Panic grass, a flowering grass group, is found across central and eastern America. But one special variety (scientific name Dichanthelium lanuginosum var. thermale) is able to grow in the geothermal soils at Yellowstone National Park, where temperatures get as high as 150 degrees Fahrenheit (65 degrees Celsius). The fungus species Curvularia protuberata makes this extreme lifestyle possible by transferring a heat-tolerance virus to the plant, while the grass gives the fungus nutrients and a place to live.

You might remember from high school science classes that cows have four stomachs. Cows, like sheep, goats, and buffalo, are part of a group called ruminants, large mammals with unique digestive systems that are able to break down grass and other coarse plant materials. And what do these unique digestive systems rely upon? Microorganisms, of course. Bacteria in ruminants’ stomachs break down big sugar molecules for the animals while taking some of the nutrients in return.
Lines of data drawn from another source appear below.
//! Vault service configuration

use std::path::PathBuf;

use custos_common::{AccountId, Result, VaultError};
use serde::{Deserialize, Serialize};

/// Vault service configuration
#[derive(Debug, Clone, Serialize, Deserialize)]
pub struct VaultServiceConfig {
    /// Service host
    pub host: String,
    /// Service port
    pub port: u16,
    /// Governance parameters used when no snapshot exists
    pub vault: VaultSettings,
    /// Built-in asset ledger
    pub ledger: LedgerSettings,
    /// Snapshot persistence
    pub storage: StorageSettings,
}

impl Default for VaultServiceConfig {
    fn default() -> Self {
        Self {
            host: "0.0.0.0".to_string(),
            port: crate::DEFAULT_PORT,
            vault: VaultSettings::default(),
            ledger: LedgerSettings::default(),
            storage: StorageSettings::default(),
        }
    }
}

impl VaultServiceConfig {
    /// Load configuration from `.env` and the process environment
    pub fn load() -> Result<Self> {
        let _ = dotenvy::dotenv();
        Self::from_lookup(|key| std::env::var(key).ok())
    }

    /// Build a configuration from an arbitrary variable source
    ///
    /// Unset variables keep their defaults; malformed ones are errors.
    pub fn from_lookup<F>(lookup: F) -> Result<Self>
    where
        F: Fn(&str) -> Option<String>,
    {
        let mut cfg = Self::default();

        // PORT is honoured for platform deployments, CUSTOS_PORT wins
        if let Some(port) = lookup("PORT") {
            cfg.port = parse("PORT", &port)?;
        }
        if let Some(host) = lookup("CUSTOS_HOST") {
            cfg.host = host;
        }
        if let Some(port) = lookup("CUSTOS_PORT") {
            cfg.port = parse("CUSTOS_PORT", &port)?;
        }

        if let Some(val) = lookup("CUSTOS_QUORUM") {
            cfg.vault.quorum = parse("CUSTOS_QUORUM", &val)?;
        }
        if let Some(val) = lookup("CUSTOS_SIGNERS") {
            cfg.vault.signers = val
                .split(',')
                .map(str::trim)
                .filter(|s| !s.is_empty())
                .map(|s| account("CUSTOS_SIGNERS", s))
                .collect::<Result<_>>()?;
        }
        if let Some(val) = lookup("CUSTOS_CREATOR") {
            cfg.vault.creator = account("CUSTOS_CREATOR", &val)?;
        }
        if let Some(val) = lookup("CUSTOS_VAULT_ACCOUNT") {
            cfg.vault.vault_account = account("CUSTOS_VAULT_ACCOUNT", &val)?;
        }

        if let Some(val) = lookup("CUSTOS_LEDGER_ID") {
            cfg.ledger.ledger_id = account("CUSTOS_LEDGER_ID", &val)?;
        }
        if let Some(val) = lookup("CUSTOS_LEDGER_INITIAL_BALANCE") {
            cfg.ledger.initial_balance = parse("CUSTOS_LEDGER_INITIAL_BALANCE", &val)?;
        }

        if let Some(val) = lookup("CUSTOS_SNAPSHOT_PATH") {
            let val = val.trim();
            cfg.storage.snapshot_path = (!val.is_empty()).then(|| PathBuf::from(val));
        }

        Ok(cfg)
    }

    /// Check that every required identity is present
    ///
    /// Quorum rules are enforced by vault construction itself.
    pub fn validate(&self) -> Result<()> {
        if self.port == 0 {
            return Err(VaultError::Config("port must be non-zero".to_string()));
        }
        if self.vault.creator.is_null() {
            return Err(VaultError::Config("CUSTOS_CREATOR is required".to_string()));
        }
        if self.vault.vault_account.is_null() {
            return Err(VaultError::Config("CUSTOS_VAULT_ACCOUNT is required".to_string()));
        }
        if self.vault.signers.is_empty() {
            return Err(VaultError::Config("CUSTOS_SIGNERS is required".to_string()));
        }
        if self.ledger.ledger_id.is_null() {
            return Err(VaultError::Config("CUSTOS_LEDGER_ID is required".to_string()));
        }
        Ok(())
    }

    /// Socket address string for the listener
    pub fn bind_address(&self) -> String {
        format!("{}:{}", self.host, self.port)
    }
}

fn parse<T: std::str::FromStr>(key: &str, value: &str) -> Result<T>
where
    T::Err: std::fmt::Display,
{
    value
        .trim()
        .parse()
        .map_err(|e| VaultError::Config(format!("{}: {}", key, e)))
}

fn account(key: &str, value: &str) -> Result<AccountId> {
    AccountId::parse(value.trim()).map_err(|e| VaultError::Config(format!("{}: {}", key, e)))
}

/// Governance settings
#[derive(Debug, Clone, Serialize, Deserialize)]
pub struct VaultSettings {
    /// Initial quorum
    pub quorum: u32,
    /// Candidate signers, creator excluded
    pub signers: Vec<AccountId>,
    /// Vault creator, always a signer
    pub creator: AccountId,
    /// The vault's own account on the asset ledger
    pub vault_account: AccountId,
}

impl Default for VaultSettings {
    fn default() -> Self {
        Self {
            quorum: custos_common::MIN_QUORUM,
            signers: Vec::new(),
            creator: AccountId::NULL,
            vault_account: AccountId::NULL,
        }
    }
}

/// In-memory asset ledger settings
#[derive(Debug, Clone, Serialize, Deserialize)]
pub struct LedgerSettings {
    pub ledger_id: AccountId,
    /// Balance credited to the vault account at startup
    pub initial_balance: u128,
}

impl Default for LedgerSettings {
    fn default() -> Self {
        Self {
            ledger_id: AccountId::NULL,
            initial_balance: 0,
        }
    }
}

/// Storage settings
#[derive(Debug, Clone, Default, Serialize, Deserialize)]
pub struct StorageSettings {
    /// Snapshot file; state is kept in memory only when unset
    pub snapshot_path: Option<PathBuf>,
}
Corals, those vibrant animals that make up coral reefs, are another animal group that depends on a partnership with microscopic algae. The algae, called zooxanthellae, are able to conduct photosynthesis (the plant-cell process that makes sugar from sunlight), and they provide the corals with food in return for a safe place to live. Zooxanthellae also give coral reefs their distinctive bright colors; in fact, when corals become stressed, the animals push the algae off and turn white in a phenomenon known as coral bleaching.
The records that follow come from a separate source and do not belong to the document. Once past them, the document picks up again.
//! Security module for Custos
//!
//! - Audit logging for authorization decisions and governance changes

pub mod audit;

pub use audit::{
    AuditCategory, AuditEvent, AuditLogger, AuditOutcome, AuditSeverity, AuditSink,
    ConsoleAuditSink, MemoryAuditSink,
};
//! Pending quorum update record

use std::collections::BTreeSet;

use serde::{Deserialize, Serialize};

use super::account_id::AccountId;

/// In-flight proposal to change the quorum
///
/// At most one exists per vault. It commits when its approvals reach the
/// quorum in force at that moment, not the proposed one.
#[derive(Debug, Clone, PartialEq, Eq, Serialize, Deserialize)]
pub struct PendingQuorumUpdate {
    /// Quorum value that takes effect on commit
    pub proposed_quorum: u32,

    /// Signers who approved the change
    pub approved_by: BTreeSet<AccountId>,

    /// Proposal timestamp (Unix milliseconds)
    pub proposed_at: i64,
}

impl PendingQuorumUpdate {
    /// Open a proposal carrying the proposer's approval
    pub fn new(proposed_quorum: u32, proposer: AccountId) -> Self {
        let mut approved_by = BTreeSet::new();
        approved_by.insert(proposer);

        Self {
            proposed_quorum,
            approved_by,
            proposed_at: chrono::Utc::now().timestamp_millis(),
        }
    }

    #[inline]
    pub fn approval_count(&self) -> usize {
        self.approved_by.len()
    }

    pub fn has_approved(&self, signer: &AccountId) -> bool {
        self.approved_by.contains(signer)
    }

    /// Record an approval; returns false if `signer` had already approved
    pub fn record_approval(&mut self, signer: AccountId) -> bool {
        self.approved_by.insert(signer)
    }

    /// Check if approvals satisfy the current quorum
    pub fn reaches(&self, current_quorum: u32) -> bool {
        self.approval_count() >= current_quorum as usize
    }
}

#[cfg(test)]
mod tests {
    use super::*;

    #[test]
    fn test_pending_update_accumulates() {
        let a = AccountId::new([1; 20]);
        let b = AccountId::new([2; 20]);

        let mut update = PendingQuorumUpdate::new(3, a);
        assert_eq!(update.approval_count(), 1);
        assert!(!update.reaches(2));

        assert!(!update.record_approval(a));
        assert!(update.record_approval(b));
        assert!(update.reaches(2));
        assert!(!update.reaches(3));
    }
}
Lichen: they’re little plants that grow on trees and rocks, right? Wrong. Lichen are actually formed by collaboration; colonies of microscopic algae live inside of fungi, with each organism providing the other with nutrients. And the interaction is even more complex than that, as Ed Yong described in a 2019 Atlantic article: some lichen colonies are harboring multiple fungi species, and scientists are still working to understand the role of each one.

The last mutualism in this story actually helped build plant and animal life as we know it. Biologists hypothesize that both the mitochondrion, a tiny apparatus in our cells that makes energy (also known as the “powerhouse of the cell”), and the chloroplast, a similar apparatus specific to plant cells that turns the sun’s light into food, were both once independent cells.

These independent cells were engulfed by host cells, and inside their hosts, tiny invaders took advantage of the new, safer living environment while providing these hosts with energy. That partnership, which biologists call the Endosymbiotic Theory, evolved into the complex eukaryotic cells that make up our bodies today.